_SUPPLIED DATA_
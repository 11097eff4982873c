// logvault - CloudWatch Logs to S3 Exporter
// Copyright (c) 2025 logvault Contributors
// Licensed under the MIT License

use logvault::cli::{Cli, Commands};
use logvault::config::{load_config_or_env, LoggingConfig};
use logvault::logging::init_logging;
use clap::Parser;
use std::process;

#[tokio::main]
async fn main() {
    // Load environment variables from .env file if present
    let _ = dotenvy::dotenv();

    let cli = Cli::parse();

    // Logging settings come from the config file when it loads cleanly; a
    // broken config is reported by the command itself
    let (config_level, logging_config) = match &cli.command {
        Commands::Init(_) => (None, LoggingConfig::default()),
        _ => match load_config_or_env(&cli.config) {
            Ok(config) => (Some(config.application.log_level), config.logging),
            Err(_) => (None, LoggingConfig::default()),
        },
    };
    let log_level = cli
        .log_level
        .clone()
        .or(config_level)
        .unwrap_or_else(|| "info".to_string());

    let guard = match init_logging(&log_level, &logging_config) {
        Ok(guard) => guard,
        Err(e) => {
            eprintln!("Failed to initialize logging: {e}");
            process::exit(5);
        }
    };

    tracing::info!(
        version = env!("CARGO_PKG_VERSION"),
        "logvault - CloudWatch Logs to S3 Exporter"
    );

    let exit_code = match execute_command(&cli).await {
        Ok(code) => code,
        Err(e) => {
            tracing::error!(error = %e, "Command execution failed");
            eprintln!("Error: {e}");
            5
        }
    };

    // process::exit skips destructors, so flush the file writer first
    drop(guard);
    process::exit(exit_code);
}

/// Execute the CLI command
async fn execute_command(cli: &Cli) -> anyhow::Result<i32> {
    match &cli.command {
        Commands::Export(args) => args.execute(&cli.config).await,
        Commands::Lambda(args) => args.execute(&cli.config).await,
        Commands::ValidateConfig(args) => args.execute(&cli.config).await,
        Commands::Init(args) => args.execute().await,
    }
}
//! Mutating cursor over a [`ScalarArrayList`].

use super::{ScalarArrayList, ScalarIterator};
use crate::CollectionError;
use crate::scalar::Scalar;

/// A cursor over a [`ScalarArrayList`] that can remove the element it most
/// recently yielded.
///
/// The cursor holds the list by exclusive borrow, so the list cannot be
/// changed by any other path while the cursor is alive.
///
/// `ArrayCursor` also implements [`Iterator`], so it can drive a `while let`
/// loop that removes elements as it goes:
///
/// ```rust
/// use unboxed::prelude::*;
///
/// let mut list = IntArrayList::from_slice(&[1, 2, 3, 4, 5, 6]);
/// let mut cursor = list.cursor();
/// while let Some(value) = cursor.next() {
///     if value % 2 == 0 {
///         cursor.remove().unwrap();
///     }
/// }
/// assert_eq!(list.as_slice(), &[1, 3, 5]);
/// ```
pub struct ArrayCursor<'a, T> {
    /// The list being traversed
    list: &'a mut ScalarArrayList<T>,
    /// Index of the next element to yield, in `[0, len]`
    position: usize,
    /// Index of the element most recently yielded, if it may still be removed
    last_returned: Option<usize>,
}

impl<'a, T: Scalar> ArrayCursor<'a, T> {
    pub(crate) const fn new(list: &'a mut ScalarArrayList<T>) -> Self {
        Self {
            list,
            position: 0,
            last_returned: None,
        }
    }

    /// Returns the index of the element the next call to `next_value` yields.
    #[inline]
    #[must_use]
    pub const fn position(&self) -> usize {
        self.position
    }

    /// Returns the element the next call to `next_value` would yield,
    /// without advancing.
    #[inline]
    #[must_use]
    pub fn peek(&self) -> Option<T> {
        self.list.get(self.position)
    }

    /// Returns the list the cursor traverses.
    #[must_use]
    pub fn list(&self) -> &ScalarArrayList<T> {
        self.list
    }
}

impl<T: Scalar> ScalarIterator<T> for ArrayCursor<'_, T> {
    #[inline]
    fn has_next(&self) -> bool {
        self.position < self.list.len()
    }

    fn next_value(&mut self) -> Result<T, CollectionError> {
        let value = self.list.get(self.position).ok_or(CollectionError::Exhausted)?;
        self.last_returned = Some(self.position);
        self.position += 1;
        Ok(value)
    }

    fn remove(&mut self) -> Result<(), CollectionError> {
        let index = self
            .last_returned
            .ok_or(CollectionError::IllegalState { operation: "remove" })?;
        self.list.remove_at(index)?;
        self.position = index;
        self.last_returned = None;
        Ok(())
    }

    fn reset(&mut self) {
        self.position = 0;
        self.last_returned = None;
    }
}

impl<T: Scalar> Iterator for ArrayCursor<'_, T> {
    type Item = T;

    #[inline]
    fn next(&mut self) -> Option<Self::Item> {
        self.next_value().ok()
    }

    #[inline]
    fn size_hint(&self) -> (usize, Option<usize>) {
        let remaining = self.list.len().saturating_sub(self.position);
        (remaining, Some(remaining))
    }
}

impl<T: Scalar> ExactSizeIterator for ArrayCursor<'_, T> {}

static_assertions::assert_not_impl_any!(ArrayCursor<'static, i64>: Clone, Copy);
//! The bounded set of scalar kinds a collection can store.
//!
//! This module provides:
//!
//! - [`Scalar`]: The sealed trait implemented by every supported kind
//! - [`RangeScalar`]: Kinds whose values form contiguous, enumerable ranges
//! - [`ScalarKind`]: A runtime tag naming each kind
//! - [`BoxedScalar`]: The object-wrapper representation used at the boxed seam
//!
//! # Supported Kinds
//!
//! | Rust type | [`ScalarKind`]  | Range operations |
//! |-----------|-----------------|------------------|
//! | `bool`    | `Boolean`       | no               |
//! | `i8`      | `Byte`          | yes              |
//! | `i16`     | `Short`         | yes              |
//! | `i32`     | `Int`           | yes              |
//! | `i64`     | `Long`          | yes              |
//! | `f32`     | `Float`         | no               |
//! | `f64`     | `Double`        | no               |
//! | `char`    | `Char`          | yes              |
//!
//! # Equivalence
//!
//! Collections compare elements with [`Scalar::equivalent`] rather than `==`.
//! For the floating-point kinds this compares bit patterns, so a `NaN` stored
//! in a collection can be found again and `0.0` is distinct from `-0.0`.
//!
//! ```rust
//! use unboxed::Scalar;
//!
//! assert!(f64::NAN.equivalent(f64::NAN));
//! assert!(!0.0_f64.equivalent(-0.0));
//! assert!(7_i64.equivalent(7));
//! ```

mod boxed;

pub use boxed::BoxedCollection;
pub use boxed::BoxedScalar;

use std::fmt;
use std::hash::{Hash, Hasher};
use std::ops::RangeInclusive;

use crate::CollectionError;

mod sealed {
    pub trait Sealed {}
}

// =============================================================================
// ScalarKind
// =============================================================================

/// Names one of the supported scalar kinds.
///
/// # Examples
///
/// ```rust
/// use unboxed::{Scalar, ScalarKind};
///
/// assert_eq!(i64::KIND, ScalarKind::Long);
/// assert_eq!(ScalarKind::Long.name(), "long");
/// ```
#[derive(Debug, Clone, Copy, PartialEq, Eq, Hash)]
pub enum ScalarKind {
    /// `bool`
    Boolean,
    /// `i8`
    Byte,
    /// `i16`
    Short,
    /// `i32`
    Int,
    /// `i64`
    Long,
    /// `f32`
    Float,
    /// `f64`
    Double,
    /// `char`
    Char,
}

impl ScalarKind {
    /// Returns the lowercase name of the kind.
    #[must_use]
    pub const fn name(self) -> &'static str {
        match self {
            Self::Boolean => "boolean",
            Self::Byte => "byte",
            Self::Short => "short",
            Self::Int => "int",
            Self::Long => "long",
            Self::Float => "float",
            Self::Double => "double",
            Self::Char => "char",
        }
    }
}

impl fmt::Display for ScalarKind {
    fn fmt(&self, formatter: &mut fmt::Formatter<'_>) -> fmt::Result {
        formatter.write_str(self.name())
    }
}

// =============================================================================
// Scalar
// =============================================================================

/// An unboxed value type that scalar collections can store.
///
/// This trait is sealed: it is implemented for `bool`, `i8`, `i16`, `i32`,
/// `i64`, `f32`, `f64` and `char` only. The [`Default`] value of each kind
/// is what unused buffer slots and padded array prefixes hold.
pub trait Scalar:
    Copy + Default + PartialEq + fmt::Debug + fmt::Display + sealed::Sealed + 'static
{
    /// The runtime tag for this kind.
    const KIND: ScalarKind;

    /// Returns `true` if both values are the same scalar.
    ///
    /// Floating-point kinds compare bit patterns.
    fn equivalent(self, other: Self) -> bool;

    /// Feeds the value into a hasher, consistently with [`equivalent`](Self::equivalent).
    fn hash_scalar<H: Hasher>(self, state: &mut H);

    /// Wraps the value in its boxed representation.
    fn into_boxed(self) -> BoxedScalar;

    /// Unwraps a boxed value.
    ///
    /// # Errors
    ///
    /// - [`CollectionError::NullValue`] if `value` is `None`
    /// - [`CollectionError::TypeMismatch`] if `value` holds a different kind
    ///
    /// # Examples
    ///
    /// ```rust
    /// use unboxed::{BoxedScalar, CollectionError, Scalar, ScalarKind};
    ///
    /// assert_eq!(i32::try_from_boxed(Some(BoxedScalar::Int(5))), Ok(5));
    /// assert_eq!(
    ///     i32::try_from_boxed(Some(BoxedScalar::Long(5))),
    ///     Err(CollectionError::TypeMismatch {
    ///         expected: ScalarKind::Int,
    ///         found: ScalarKind::Long,
    ///     })
    /// );
    /// assert_eq!(
    ///     i32::try_from_boxed(None),
    ///     Err(CollectionError::NullValue { expected: ScalarKind::Int })
    /// );
    /// ```
    fn try_from_boxed(value: Option<BoxedScalar>) -> Result<Self, CollectionError>;
}

macro_rules! impl_scalar {
    (@unbox $variant:ident) => {
        fn into_boxed(self) -> BoxedScalar {
            BoxedScalar::$variant(self)
        }

        fn try_from_boxed(value: Option<BoxedScalar>) -> Result<Self, CollectionError> {
            match value {
                Some(BoxedScalar::$variant(scalar)) => Ok(scalar),
                Some(other) => Err(CollectionError::TypeMismatch {
                    expected: Self::KIND,
                    found: other.kind(),
                }),
                None => Err(CollectionError::NullValue {
                    expected: Self::KIND,
                }),
            }
        }
    };
    (exact: $($ty:ty => $variant:ident),* $(,)?) => {
        $(
            impl sealed::Sealed for $ty {}

            impl Scalar for $ty {
                const KIND: ScalarKind = ScalarKind::$variant;

                #[inline]
                fn equivalent(self, other: Self) -> bool {
                    self == other
                }

                #[inline]
                fn hash_scalar<H: Hasher>(self, state: &mut H) {
                    self.hash(state);
                }

                impl_scalar!(@unbox $variant);
            }
        )*
    };
    (bits: $($ty:ty => $variant:ident),* $(,)?) => {
        $(
            impl sealed::Sealed for $ty {}

            impl Scalar for $ty {
                const KIND: ScalarKind = ScalarKind::$variant;

                #[inline]
                fn equivalent(self, other: Self) -> bool {
                    self.to_bits() == other.to_bits()
                }

                #[inline]
                fn hash_scalar<H: Hasher>(self, state: &mut H) {
                    self.to_bits().hash(state);
                }

                impl_scalar!(@unbox $variant);
            }
        )*
    };
}

impl_scalar!(exact:
    bool => Boolean,
    i8 => Byte,
    i16 => Short,
    i32 => Int,
    i64 => Long,
    char => Char,
);

impl_scalar!(bits:
    f32 => Float,
    f64 => Double,
);

// =============================================================================
// RangeScalar
// =============================================================================

/// A scalar kind whose values can be enumerated over an inclusive range.
///
/// Implemented for the integer kinds and `char`. Range operations such as
/// [`ScalarCollection::add_range`](crate::ScalarCollection::add_range) use
/// [`values_between`](Self::values_between) to walk the range in ascending
/// order. An inverted range (`start > end`) yields no values.
///
/// # Examples
///
/// ```rust
/// use unboxed::RangeScalar;
///
/// let values: Vec<i16> = i16::values_between(3, 6).collect();
/// assert_eq!(values, vec![3, 4, 5, 6]);
/// assert_eq!(i16::values_between(6, 3).count(), 0);
/// ```
pub trait RangeScalar: Scalar + PartialOrd {
    /// The iterator over a range of values.
    type Values: Iterator<Item = Self>;

    /// Returns the values in `[start, end]` in ascending order.
    fn values_between(start: Self, end: Self) -> Self::Values;

    /// Returns `true` if `self` lies within `[start, end]`.
    #[inline]
    fn is_within(self, start: Self, end: Self) -> bool {
        start <= self && self <= end
    }
}

macro_rules! impl_range_scalar {
    ($($ty:ty),* $(,)?) => {
        $(
            impl RangeScalar for $ty {
                type Values = RangeInclusive<Self>;

                #[inline]
                fn values_between(start: Self, end: Self) -> Self::Values {
                    start..=end
                }
            }
        )*
    };
}

impl_range_scalar!(i8, i16, i32, i64, char);

// =============================================================================
// Tests
// =============================================================================

#[cfg(test)]
mod tests {
    use super::*;
    use rstest::rstest;
    use std::collections::hash_map::DefaultHasher;

    fn hash_of<T: Scalar>(value: T) -> u64 {
        let mut hasher = DefaultHasher::new();
        value.hash_scalar(&mut hasher);
        hasher.finish()
    }

    #[rstest]
    fn test_kinds() {
        assert_eq!(bool::KIND, ScalarKind::Boolean);
        assert_eq!(i8::KIND, ScalarKind::Byte);
        assert_eq!(i16::KIND, ScalarKind::Short);
        assert_eq!(i32::KIND, ScalarKind::Int);
        assert_eq!(i64::KIND, ScalarKind::Long);
        assert_eq!(f32::KIND, ScalarKind::Float);
        assert_eq!(f64::KIND, ScalarKind::Double);
        assert_eq!(char::KIND, ScalarKind::Char);
    }

    #[rstest]
    fn test_float_equivalence_uses_bits() {
        assert!(f32::NAN.equivalent(f32::NAN));
        assert!(!0.0_f32.equivalent(-0.0));
        assert!(1.5_f64.equivalent(1.5));
        assert_eq!(hash_of(f64::NAN), hash_of(f64::NAN));
    }

    #[rstest]
    fn test_hash_consistent_with_equivalence() {
        assert_eq!(hash_of(42_i64), hash_of(42_i64));
        assert_eq!(hash_of('x'), hash_of('x'));
        assert_eq!(hash_of(true), hash_of(true));
    }

    #[rstest]
    fn test_box_and_unbox() {
        assert_eq!('q'.into_boxed(), BoxedScalar::Char('q'));
        assert_eq!(bool::try_from_boxed(Some(BoxedScalar::Boolean(true))), Ok(true));
        assert_eq!(
            i8::try_from_boxed(Some(BoxedScalar::Short(1))),
            Err(CollectionError::TypeMismatch {
                expected: ScalarKind::Byte,
                found: ScalarKind::Short,
            })
        );
        assert_eq!(
            f64::try_from_boxed(None),
            Err(CollectionError::NullValue {
                expected: ScalarKind::Double
            })
        );
    }

    #[rstest]
    #[case(1, 4, vec![1, 2, 3, 4])]
    #[case(5, 5, vec![5])]
    #[case(9, 2, vec![])]
    fn test_values_between(#[case] start: i64, #[case] end: i64, #[case] expected: Vec<i64>) {
        let values: Vec<i64> = i64::values_between(start, end).collect();
        assert_eq!(values, expected);
    }

    #[rstest]
    fn test_char_range() {
        let values: String = char::values_between('a', 'e').collect();
        assert_eq!(values, "abcde");
    }

    #[rstest]
    fn test_range_at_type_bounds() {
        assert_eq!(i8::values_between(i8::MAX - 1, i8::MAX).count(), 2);
        assert!(i8::MIN.is_within(i8::MIN, 0));
        assert!(!1_i8.is_within(2, 1));
    }
}
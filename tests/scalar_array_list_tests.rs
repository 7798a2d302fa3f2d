//! Integration tests for ScalarArrayList and its cursor.
//!
//! These tests exercise the public API through the prelude, covering the
//! construction surface, bulk operations and cursor-driven mutation.

use rstest::rstest;
use unboxed::prelude::*;

// =============================================================================
// Construction
// =============================================================================

#[rstest]
fn test_construction_surface() {
    let empty = LongArrayList::new();
    assert!(empty.is_empty());

    let sized = LongArrayList::with_capacity(10);
    assert!(sized.is_empty());
    assert_eq!(sized.capacity(), 10);

    let copied = LongArrayList::from_slice(&[1, 2, 3]);
    assert_eq!(copied.as_slice(), &[1, 2, 3]);

    let absent = LongArrayList::from(None);
    assert!(absent.is_empty());

    let collected: LongArrayList = (1..=3).collect();
    assert_eq!(collected, copied);

    let from_array = LongArrayList::from([1, 2, 3]);
    assert_eq!(from_array, copied);
}

#[rstest]
fn test_from_collection_of_same_kind() {
    let source = IntArrayList::from_slice(&[9, 8, 7]);
    let copy = IntArrayList::from_collection(&source);
    assert_eq!(copy, source);
    assert_eq!(copy.capacity(), 3);
}

#[rstest]
fn test_from_cursor_drains_remaining_elements() {
    let values = [1_i16, 2, 3, 4];
    let mut view = ShortSliceView::new(&values);
    let mut cursor = view.cursor();
    cursor.next_value().unwrap();

    let rest = ShortArrayList::from_cursor(&mut cursor).unwrap();
    assert_eq!(rest.as_slice(), &[2, 3, 4]);
    assert!(!cursor.has_next());
}

#[rstest]
fn test_from_boxed_values() {
    let list = DoubleArrayList::try_from_boxed([BoxedScalar::Double(0.5), BoxedScalar::Double(1.5)])
        .unwrap();
    assert_eq!(list.as_slice(), &[0.5, 1.5]);

    let error = DoubleArrayList::try_from_boxed([BoxedScalar::Double(0.5), BoxedScalar::Float(1.5)])
        .unwrap_err();
    assert_eq!(
        error,
        CollectionError::TypeMismatch {
            expected: ScalarKind::Double,
            found: ScalarKind::Float,
        }
    );
}

// =============================================================================
// Concrete Scenario
// =============================================================================

#[rstest]
fn test_remove_add_and_to_array_scenario() {
    let mut list = LongArrayList::from_slice(&[10, 20, 30]);

    assert_eq!(list.remove_first(20), Ok(true));
    assert_eq!(list.as_slice(), &[10, 30]);

    assert_eq!(list.remove_first(99), Ok(false));
    assert_eq!(list.as_slice(), &[10, 30]);

    assert_eq!(list.add_all(&[40, 50]), Ok(true));
    assert_eq!(list.as_slice(), &[10, 30, 40, 50]);

    let array = list.to_array_into(None, 1).unwrap();
    assert_eq!(array, vec![0, 10, 30, 40, 50]);
}

// =============================================================================
// Cursor Removal
// =============================================================================

#[rstest]
fn test_cursor_removal_mid_traversal() {
    let mut list = CharArrayList::from_slice(&['a', 'b', 'c']);
    let mut cursor = list.cursor();

    let mut seen = Vec::new();
    while cursor.has_next() {
        let value = cursor.next_value().unwrap();
        seen.push(value);
        if value == 'b' {
            cursor.remove().unwrap();
        }
    }

    assert_eq!(seen, vec!['a', 'b', 'c']);
    assert_eq!(list.as_slice(), &['a', 'c']);
}

#[rstest]
fn test_cursor_errors() {
    let mut list = IntArrayList::from_slice(&[1]);
    let mut cursor = list.cursor();

    assert!(cursor.remove().unwrap_err().is_precondition_violation());
    assert_eq!(cursor.next_value(), Ok(1));
    assert_eq!(cursor.next_value(), Err(CollectionError::Exhausted));
    cursor.remove().unwrap();
    assert!(cursor.remove().unwrap_err().is_precondition_violation());
    assert!(list.is_empty());
}

// =============================================================================
// Bulk Operations
// =============================================================================

#[rstest]
#[case(&[1, 2, 3], &[], &[])]
#[case(&[], &[], &[])]
#[case(&[1, 2, 3, 2], &[2], &[2, 2])]
#[case(&[1, 2, 3], &[4, 5], &[])]
#[case(&[1, 2, 3], &[3, 2, 1], &[1, 2, 3])]
fn test_retain_all(#[case] initial: &[i32], #[case] keep: &[i32], #[case] expected: &[i32]) {
    let mut list = IntArrayList::from_slice(initial);
    let changed = list.retain_all(keep).unwrap();
    assert_eq!(list.as_slice(), expected);
    assert_eq!(changed, initial.len() != expected.len());
}

#[rstest]
fn test_retain_all_in_absent_collection_clears() {
    let mut list = IntArrayList::from_slice(&[1, 2]);
    assert_eq!(list.retain_all_in::<IntArrayList>(None), Ok(true));
    assert!(list.is_empty());
}

#[rstest]
fn test_remove_all_in_other_collection() {
    let mut list = ByteArrayList::from_slice(&[1, 2, 3, 4, 2]);
    let other = ByteArrayList::from_slice(&[2, 4]);
    assert_eq!(list.remove_all_in(&other), Ok(true));
    assert_eq!(list.as_slice(), &[1, 3]);
}

#[rstest]
fn test_add_all_from_other_collection() {
    let mut list = ByteArrayList::from_slice(&[1]);
    let values = [2_i8, 3];
    assert_eq!(list.add_all_from(&ByteSliceView::new(&values)), Ok(true));
    assert_eq!(list.add_all_from(&ByteArrayList::new()), Ok(false));
    assert_eq!(list.as_slice(), &[1, 2, 3]);
}

#[rstest]
fn test_range_membership() {
    let list = LongArrayList::from_slice(&[1, 2, 3, 10]);
    assert!(list.contains_all_range(1, 3));
    assert!(!list.contains_all_range(1, 4));
    assert!(list.contains_all_range(3, 1));
    assert!(list.contains_any_range(4, 10));
    assert!(!list.contains_any_range(10, 4));
}

#[rstest]
fn test_contains_in_other_collection() {
    let list = LongArrayList::from_slice(&[1, 2, 3]);
    assert!(list.contains_all_in(&LongArrayList::from_slice(&[3, 1])));
    assert!(!list.contains_all_in(&LongArrayList::from_slice(&[3, 4])));
    assert!(list.contains_any_in(&LongArrayList::from_slice(&[4, 2])));
    assert!(list.contains_all_in(&LongArrayList::new()));
}

// =============================================================================
// to_array_into
// =============================================================================

#[rstest]
#[case(None, 0, vec![1, 2, 3])]
#[case(None, 2, vec![0, 0, 1, 2, 3])]
#[case(Some(vec![7, 7, 7, 7, 7]), 1, vec![7, 1, 2, 3, 7])]
#[case(Some(vec![7, 7, 7, 7, 7]), 2, vec![7, 7, 1, 2, 3])]
#[case(Some(vec![7, 7, 7]), 1, vec![7, 1, 2, 3])]
#[case(Some(vec![7, 7]), 3, vec![7, 7, 0, 1, 2, 3])]
fn test_to_array_into(
    #[case] dest: Option<Vec<i64>>,
    #[case] start_index: isize,
    #[case] expected: Vec<i64>,
) {
    let list = LongArrayList::from_slice(&[1, 2, 3]);
    let destination_length = dest.as_ref().map_or(0, Vec::len);
    let start = usize::try_from(start_index).unwrap();

    let array = list.to_array_into(dest, start_index).unwrap();

    assert_eq!(array.len(), destination_length.max(start + list.len()));
    assert_eq!(array, expected);
}

#[rstest]
#[case(None)]
#[case(Some(vec![0; 100]))]
fn test_to_array_into_negative_index(#[case] dest: Option<Vec<i64>>) {
    let list = LongArrayList::from_slice(&[1]);
    assert_eq!(
        list.to_array_into(dest, -5),
        Err(CollectionError::NegativeIndex { index: -5 })
    );
}

// =============================================================================
// Capacity
// =============================================================================

#[rstest]
fn test_capacity_grows_and_optimizes() {
    let mut list = IntArrayList::new();
    let mut previous_capacity = list.capacity();
    for value in 0..100 {
        list.push(value);
        assert!(list.capacity() >= previous_capacity);
        previous_capacity = list.capacity();
    }
    list.retain_range(0, 9).unwrap();
    assert_eq!(list.capacity(), previous_capacity);
    list.optimize();
    assert_eq!(list.capacity(), 10);
}

#[rstest]
fn test_min_growth_constant() {
    assert_eq!(MIN_GROWTH, 4);
}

_REQUIREMENT_
In the entries above, count every line containing the word "static". Write only the total.

_ANSWER TO THIS TASK_
3